She has pain in the right anterior, superior, and posterior shoulder region. In addition, she has pain in the right posterior lateral neck area as well as occipital headaches. She has pain, numbness and tingling in the entire right upper extremity involving all five fingers equally. She finds that she has a hard time [falling] asleep each night and then frequently is awakened because of the pain in the shoulder, arm, forearm, and hand. She finds that she can sleep most comfortably only if she is lying on her left side with her right arm elevated on a pillow in front of her. She finds that she cannot use the arm over her head because of limited range of motion and pain in the right shoulder region when she attempts to elevate the arm. In addition, when she elevates the arm she develops a feeling of numbness in the arm.(Id.) Dr.
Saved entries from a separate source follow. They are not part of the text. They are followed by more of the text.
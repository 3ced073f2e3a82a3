use serde::{Serialize, Deserialize};

/// How the logistic sigmoid is evaluated.
///
/// `Exact` computes `1 / (1 + e^-z)` as written, so very large negative
/// pre-activations overflow the exponential and saturate to exactly `0.0`.
/// `Clamped` first limits `z` to `[-bound, bound]`; the derivative is taken
/// at the clamped point as well. A NaN bound clamps nothing.
#[derive(Debug, Clone, Copy, PartialEq, Default, Serialize, Deserialize)]
#[serde(tag = "mode", rename_all = "snake_case")]
pub enum Sigmoid {
    #[default]
    Exact,
    Clamped { bound: f64 },
}

impl Sigmoid {
    pub fn function(&self, z: f64) -> f64 {
        1.0 / (1.0 + (-self.clamp(z)).exp())
    }

    /// `σ'(z) = σ(z)·(1 − σ(z))`
    pub fn derivative(&self, z: f64) -> f64 {
        let s = self.function(z);
        s * (1.0 - s)
    }

    fn clamp(&self, z: f64) -> f64 {
        match self {
            Sigmoid::Exact => z,
            Sigmoid::Clamped { bound } if !bound.is_nan() => z.clamp(-bound.abs(), bound.abs()),
            Sigmoid::Clamped { .. } => z,
        }
    }
}

pub fn sigmoid(z: f64) -> f64 {
    Sigmoid::Exact.function(z)
}

pub fn sigmoid_prime(z: f64) -> f64 {
    Sigmoid::Exact.derivative(z)
}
Cook found no "significant evidence for neurovascular compression at the thoracic outlet." (Id.) He observed that it was "difficult to find a precise diagnosis." (Id. at 10.) He reiterated his previous opinion that she was not a candidate for surgery.
¶25 With the approval of the State Fund, claimant then began treating with neurologist Dr. Nelson. (Ex. 9 at RN 16, 34.) He first saw her on April 13, 1994. (Id. at 16.) At that time, he noted that her shoulder was painful and swollen, and that there was "audible and palpable popping of the shoulder at the superior portion of the acromion and this appears to be sort of am impingement syndrome with probably the supraspinatus tendon rolling underneath." (Id.) His impression at the time was
that she had a shoulder impingement syndrome with bursitis, and that we were to rule out a cervical disc syndrome at C4-5 and C5-6 central and to the right side, and that she had myofascial dysfunction of the right shoulder girdle. No evidence for thoracic outlet syndrome. However, it was difficult to test it, because she couldn't raise the arm high enough to tell.(Nelson Dep. at 25, emphasis added.)
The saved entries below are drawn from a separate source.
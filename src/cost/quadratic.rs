/// Quadratic cost `C = ½·Σ(a − y)²` for a single example.
pub struct QuadraticCost;

impl QuadraticCost {
    pub fn cost(output: &[f64], expected: &[f64]) -> f64 {
        0.5 * output.iter().zip(expected.iter())
            .map(|(a, y)| (a - y).powi(2))
            .sum::<f64>()
    }

    /// Per-output gradient ∂C/∂a: output - expected
    pub fn derivative(output: &[f64], expected: &[f64]) -> Vec<f64> {
        output.iter().zip(expected.iter())
            .map(|(a, y)| a - y)
            .collect()
    }
}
¶26 On September 26, 1994, the State Fund referred claimant to Dr. Thomas R. Johnson for clarification of her diagnosis and an opinion as to whether claimant was at MMI with respect to her February 26, 1992 industrial injury. (Ex. 14 OS 1.) Dr. Johnson examined her on October 17, 1994. (Id. at 2.) At that time, claimant reported constant pain in her right shoulder, right arm, and right hand, and some numbness and tingling down into her hand. (Id. at 3.) X-rays taken of her shoulder revealed a small subacromial spur on the right side, and it was Dr. Johnson's impression that she had subdeltoid, subacromial bursitis with impingement syndrome. (Id.) He recommended another injection of the shoulder. (Id.)
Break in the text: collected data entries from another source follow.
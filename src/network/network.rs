use crate::{error::{Error, Result}, layers::dense::Layer, math::matrix::Matrix, network::topology::Topology};
use rand::Rng;

/// Weights and biases of every non-input layer, input side first.
///
/// The network only holds parameters. It is read, never modified, by an
/// evaluation.
#[derive(Debug, Clone, PartialEq)]
pub struct Network {
    pub layers: Vec<Layer>,
}

impl Network {
    /// Builds a network from nested-number parameters: `weights[l][row][col]`
    /// and `biases[l][row]`.
    pub fn from_nested(weights: Vec<Vec<Vec<f64>>>, biases: Vec<Vec<f64>>) -> Result<Network> {
        if weights.len() != biases.len() {
            return Err(Error::shape(
                "layer count (weights vs biases)",
                (weights.len(), 1),
                (biases.len(), 1),
            ));
        }
        let layers = weights.into_iter().zip(biases)
            .enumerate()
            .map(|(i, (w, b))| {
                let weights = Matrix::try_from_rows(w, &format!("weights[{i}]"))?;
                Layer::new(weights, Matrix::column(&b))
            })
            .collect::<Result<Vec<_>>>()?;
        Ok(Network { layers })
    }

    /// Random N(0, 1) parameters for `topology`.
    pub fn gaussian<R: Rng + ?Sized>(topology: &Topology, rng: &mut R) -> Network {
        let layers = topology.weight_shapes()
            .map(|(size, input_size)| Layer::gaussian(size, input_size, rng))
            .collect();
        Network { layers }
    }

    /// Checks every weight and bias against the shapes `topology` demands.
    pub fn validate(&self, topology: &Topology) -> Result<()> {
        let expected_layers = topology.num_layers() - 1;
        if self.layers.len() != expected_layers {
            return Err(Error::shape(
                "non-input layer count",
                (expected_layers, 1),
                (self.layers.len(), 1),
            ));
        }
        for (i, (layer, shape)) in self.layers.iter().zip(topology.weight_shapes()).enumerate() {
            layer.weights.check_dims(&format!("weights[{i}]"))?;
            layer.biases.check_dims(&format!("biases[{i}]"))?;
            if layer.weights.shape() != shape {
                return Err(Error::shape(format!("weights[{i}]"), shape, layer.weights.shape()));
            }
            if layer.biases.shape() != (shape.0, 1) {
                return Err(Error::shape(format!("biases[{i}]"), (shape.0, 1), layer.biases.shape()));
            }
        }
        Ok(())
    }

    /// Recovers the topology implied by the weight shapes.
    pub fn topology(&self) -> Result<Topology> {
        let first = self.layers.first()
            .ok_or_else(|| Error::InvalidTopology("network has no layers".to_owned()))?;
        let mut sizes = vec![first.input_size()];
        sizes.extend(self.layers.iter().map(Layer::size));
        let topology = Topology::new(sizes)?;
        self.validate(&topology)?;
        Ok(topology)
    }

    pub fn nested_weights(&self) -> Vec<Vec<Vec<f64>>> {
        self.layers.iter().map(|layer| layer.weights.data.clone()).collect()
    }

    pub fn nested_biases(&self) -> Vec<Vec<f64>> {
        self.layers.iter().map(|layer| layer.biases.column_values()).collect()
    }
}
pub mod sigmoid;

pub use sigmoid::{sigmoid, sigmoid_prime, Sigmoid};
¶27 On December 2, 1994, claimant returned to Dr. Nelson because of left shoulder complaints. Dr. Nelson noted:
At present she is having left shoulder problems now which I think are due to the fact that she has switched sides and [is] unable to utilize her right shoulder . . . .(Ex. 9 at RN 24.) At the time of these complaints, claimant was not working but was taking care of a toddler at home. (Nelson Dep. at 87.) Dr. Nelson's notes continue:
The right shoulder injury initiated itself in 1992 and was seen by Dr. Lewallen at that time and so, therefore, the cascade of events has gone from the Work Comp injury of 1992 causing problems with right shoulder and arm which have not yet been addressed surgically or cured switching her to exclusive use of left arm and shoulder to carry the baby and now we are in position where she is unable to utilize either one to any extent.(Ex. 9 at RN 24, emphasis added.)
¶28 During 1995 claimant continued seeing Dr. Nelson. In addition she also saw Dr. Johnson and Dr. David W. Shenton, who is an orthopedic surgeon and one of Dr. Lewallen's partners or associates. (Ex. 11 at OA 24.) Her medical treatment and testing during that year were for right shoulder complaints. The picture of her underlying medical condition did not become any clearer.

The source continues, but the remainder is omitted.